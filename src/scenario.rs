use std::fs;
use std::path::Path;

use anyhow::{anyhow, Context, Result};
use glam::DVec2;
use roxmltree::{Document, Node};
use serde::{Deserialize, Serialize};

use crate::physics::{Body, System, EARTH_MASS, G, STAR_MASS};

/// Initial conditions and integration settings for a simulation run.
#[derive(Debug, Clone, PartialEq, Serialize, Deserialize)]
pub struct Scenario {
    pub name: String,
    #[serde(default = "default_dt")]
    pub dt: f64,
    #[serde(default = "default_steps")]
    pub steps: u64,
    pub bodies: Vec<Body>,
}

impl Scenario {
    /// Parses a scenario document.
    pub fn from_xml(xml: &str) -> Result<Self> {
        let document = Document::parse(xml).context("invalid scenario XML")?;
        let root = document.root_element();
        if !root.has_tag_name("scenario") {
            return Err(anyhow!(
                "expected <scenario> root element, found <{}>",
                root.tag_name().name()
            ));
        }

        let name = root.attribute("name").unwrap_or("unnamed").to_string();
        let dt = parse_f64(optional_text(&root, "dt"), default_dt())?;
        if !(dt.is_finite() && dt > 0.0) {
            return Err(anyhow!("<dt> must be a positive number, got {dt}"));
        }
        let steps = match optional_text(&root, "steps") {
            Some(value) => value
                .parse::<u64>()
                .map_err(|err| anyhow!("failed to parse <steps>: {err}"))?,
            None => default_steps(),
        };

        let mut bodies: Vec<Body> = Vec::new();
        for node in root.children().filter(|n| n.has_tag_name("body")) {
            let name = required_text(&node, "name")?;
            if bodies.iter().any(|body| body.name == name) {
                return Err(anyhow!("body name {name} is used more than once"));
            }
            let mass = parse_f64(Some(required_text(&node, "mass")?), 0.0)
                .with_context(|| format!("body {name} has an invalid mass"))?;
            if !(mass.is_finite() && mass > 0.0) {
                return Err(anyhow!("body {name} must have a positive mass, got {mass}"));
            }
            let position = parse_dvec2(optional_text(&node, "position"), DVec2::ZERO)
                .with_context(|| format!("body {name} has an invalid position"))?;
            let velocity = parse_dvec2(optional_text(&node, "velocity"), DVec2::ZERO)
                .with_context(|| format!("body {name} has an invalid velocity"))?;
            bodies.push(Body::new(name, mass, position, velocity));
        }

        if bodies.is_empty() {
            return Err(anyhow!("scenario {name} does not define any <body>"));
        }

        Ok(Self {
            name,
            dt,
            steps,
            bodies,
        })
    }

    pub fn from_file<P: AsRef<Path>>(path: P) -> Result<Self> {
        let path = path.as_ref();
        let xml = fs::read_to_string(path)
            .with_context(|| format!("unable to read scenario {}", path.display()))?;
        Self::from_xml(&xml)
    }

    /// Three equal stars on a rotating equilateral triangle with a planet
    /// orbiting the group from further out.
    pub fn four_body() -> Self {
        let star_radius = 1.0;
        let side = star_radius * 3f64.sqrt();
        let angular_speed = (G * 3.0 * STAR_MASS / side.powi(3)).sqrt();
        let star_speed = angular_speed * star_radius;

        let mut bodies: Vec<Body> = ["star_a", "star_b", "star_c"]
            .iter()
            .enumerate()
            .map(|(index, name)| {
                let angle = index as f64 * std::f64::consts::TAU / 3.0;
                let direction = DVec2::from_angle(angle);
                Body::new(
                    *name,
                    STAR_MASS,
                    direction * star_radius,
                    direction.perp() * star_speed,
                )
            })
            .collect();

        let planet_radius = 5.0;
        let planet_speed = (G * 3.0 * STAR_MASS / planet_radius).sqrt();
        bodies.push(Body::new(
            "planet",
            EARTH_MASS,
            DVec2::new(planet_radius, 0.0),
            DVec2::new(0.0, planet_speed),
        ));

        Self {
            name: "four-body".to_string(),
            dt: default_dt(),
            steps: 1000,
            bodies,
        }
    }

    pub fn system(&self) -> System {
        System::new(self.bodies.clone())
    }
}

fn default_dt() -> f64 {
    1.0
}

fn default_steps() -> u64 {
    1
}

fn required_text(node: &Node<'_, '_>, tag: &str) -> Result<String> {
    optional_text(node, tag).ok_or_else(|| anyhow!("<{tag}> tag is missing"))
}

fn optional_text(node: &Node<'_, '_>, tag: &str) -> Option<String> {
    node.children()
        .find(|child| child.has_tag_name(tag))
        .and_then(|child| child.text())
        .map(str::trim)
        .filter(|text| !text.is_empty())
        .map(|text| text.to_string())
}

fn parse_dvec2(value: Option<String>, default: DVec2) -> Result<DVec2> {
    let Some(value) = value else {
        return Ok(default);
    };
    let components = value
        .split_whitespace()
        .map(|component| {
            component
                .parse::<f64>()
                .map_err(|err| anyhow!("invalid component {component:?}: {err}"))
        })
        .collect::<Result<Vec<_>>>()?;
    match components.as_slice() {
        [x, y] => Ok(DVec2::new(*x, *y)),
        _ => Err(anyhow!(
            "vector needs exactly 2 components, found {}",
            components.len()
        )),
    }
}

fn parse_f64(value: Option<String>, default: f64) -> Result<f64> {
    match value {
        Some(value) => value
            .parse::<f64>()
            .map_err(|err| anyhow!("failed to parse float: {err}")),
        None => Ok(default),
    }
}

· · · · ·

Work instructions - Transcribe the entries exactly.

Answer box -
filename src/scenario.rs
use std::fs;
use std::path::Path;

use anyhow::{anyhow, Context, Result};
use glam::DVec2;
use roxmltree::{Document, Node};
use serde::{Deserialize, Serialize};

use crate::physics::{Body, System, EARTH_MASS, G, STAR_MASS};

/// Initial conditions and integration settings for a simulation run.
#[derive(Debug, Clone, PartialEq, Serialize, Deserialize)]
pub struct Scenario {
    pub name: String,
    #[serde(default = "default_dt")]
    pub dt: f64,
    #[serde(default = "default_steps")]
    pub steps: u64,
    pub bodies: Vec<Body>,
}

impl Scenario {
    /// Parses a scenario document.
    pub fn from_xml(xml: &str) -> Result<Self> {
        let document = Document::parse(xml).context("invalid scenario XML")?;
        let root = document.root_element();
        if !root.has_tag_name("scenario") {
            return Err(anyhow!(
                "expected <scenario> root element, found <{}>",
                root.tag_name().name()
            ));
        }

        let name = root.attribute("name").unwrap_or("unnamed").to_string();
        let dt = parse_f64(optional_text(&root, "dt"), default_dt())?;
        if !(dt.is_finite() && dt > 0.0) {
            return Err(anyhow!("<dt> must be a positive number, got {dt}"));
        }
        let steps = match optional_text(&root, "steps") {
            Some(value) => value
                .parse::<u64>()
                .map_err(|err| anyhow!("failed to parse <steps>: {err}"))?,
            None => default_steps(),
        };

        let mut bodies: Vec<Body> = Vec::new();
        for node in root.children().filter(|n| n.has_tag_name("body")) {
            let name = required_text(&node, "name")?;
            if bodies.iter().any(|body| body.name == name) {
                return Err(anyhow!("body name {name} is used more than once"));
            }
            let mass = parse_f64(Some(required_text(&node, "mass")?), 0.0)
                .with_context(|| format!("body {name} has an invalid mass"))?;
            if !(mass.is_finite() && mass > 0.0) {
                return Err(anyhow!("body {name} must have a positive mass, got {mass}"));
            }
            let position = parse_dvec2(optional_text(&node, "position"), DVec2::ZERO)
                .with_context(|| format!("body {name} has an invalid position"))?;
            let velocity = parse_dvec2(optional_text(&node, "velocity"), DVec2::ZERO)
                .with_context(|| format!("body {name} has an invalid velocity"))?;
            bodies.push(Body::new(name, mass, position, velocity));
        }

        if bodies.is_empty() {
            return Err(anyhow!("scenario {name} does not define any <body>"));
        }

        Ok(Self {
            name,
            dt,
            steps,
            bodies,
        })
    }

    pub fn from_file<P: AsRef<Path>>(path: P) -> Result<Self> {
        let path = path.as_ref();
        let xml = fs::read_to_string(path)
            .with_context(|| format!("unable to read scenario {}", path.display()))?;
        Self::from_xml(&xml)
    }

    /// Three equal stars on a rotating equilateral triangle with a planet
    /// orbiting the group from further out.
    pub fn four_body() -> Self {
        let star_radius = 1.0;
        let side = star_radius * 3f64.sqrt();
        let angular_speed = (G * 3.0 * STAR_MASS / side.powi(3)).sqrt();
        let star_speed = angular_speed * star_radius;

        let mut bodies: Vec<Body> = ["star_a", "star_b", "star_c"]
            .iter()
            .enumerate()
            .map(|(index, name)| {
                let angle = index as f64 * std::f64::consts::TAU / 3.0;
                let direction = DVec2::from_angle(angle);
                Body::new(
                    *name,
                    STAR_MASS,
                    direction * star_radius,
                    direction.perp() * star_speed,
                )
            })
            .collect();

        let planet_radius = 5.0;
        let planet_speed = (G * 3.0 * STAR_MASS / planet_radius).sqrt();
        bodies.push(Body::new(
            "planet",
            EARTH_MASS,
            DVec2::new(planet_radius, 0.0),
            DVec2::new(0.0, planet_speed),
        ));

        Self {
            name: "four-body".to_string(),
            dt: default_dt(),
            steps: 1000,
            bodies,
        }
    }

    pub fn system(&self) -> System {
        System::new(self.bodies.clone())
    }
}

fn default_dt() -> f64 {
    1.0
}

fn default_steps() -> u64 {
    1
}

fn required_text(node: &Node<'_, '_>, tag: &str) -> Result<String> {
    optional_text(node, tag).ok_or_else(|| anyhow!("<{tag}> tag is missing"))
}

fn optional_text(node: &Node<'_, '_>, tag: &str) -> Option<String> {
    node.children()
        .find(|child| child.has_tag_name(tag))
        .and_then(|child| child.text())
        .map(str::trim)
        .filter(|text| !text.is_empty())
        .map(|text| text.to_string())
}

fn parse_dvec2(value: Option<String>, default: DVec2) -> Result<DVec2> {
    let Some(value) = value else {
        return Ok(default);
    };
    let components = value
        .split_whitespace()
        .map(|component| {
            component
                .parse::<f64>()
                .map_err(|err| anyhow!("invalid component {component:?}: {err}"))
        })
        .collect::<Result<Vec<_>>>()?;
    match components.as_slice() {
        [x, y] => Ok(DVec2::new(*x, *y)),
        _ => Err(anyhow!(
            "vector needs exactly 2 components, found {}",
            components.len()
        )),
    }
}

fn parse_f64(value: Option<String>, default: f64) -> Result<f64> {
    match value {
        Some(value) => value
            .parse::<f64>()
            .map_err(|err| anyhow!("failed to parse float: {err}")),
        None => Ok(default),
    }
}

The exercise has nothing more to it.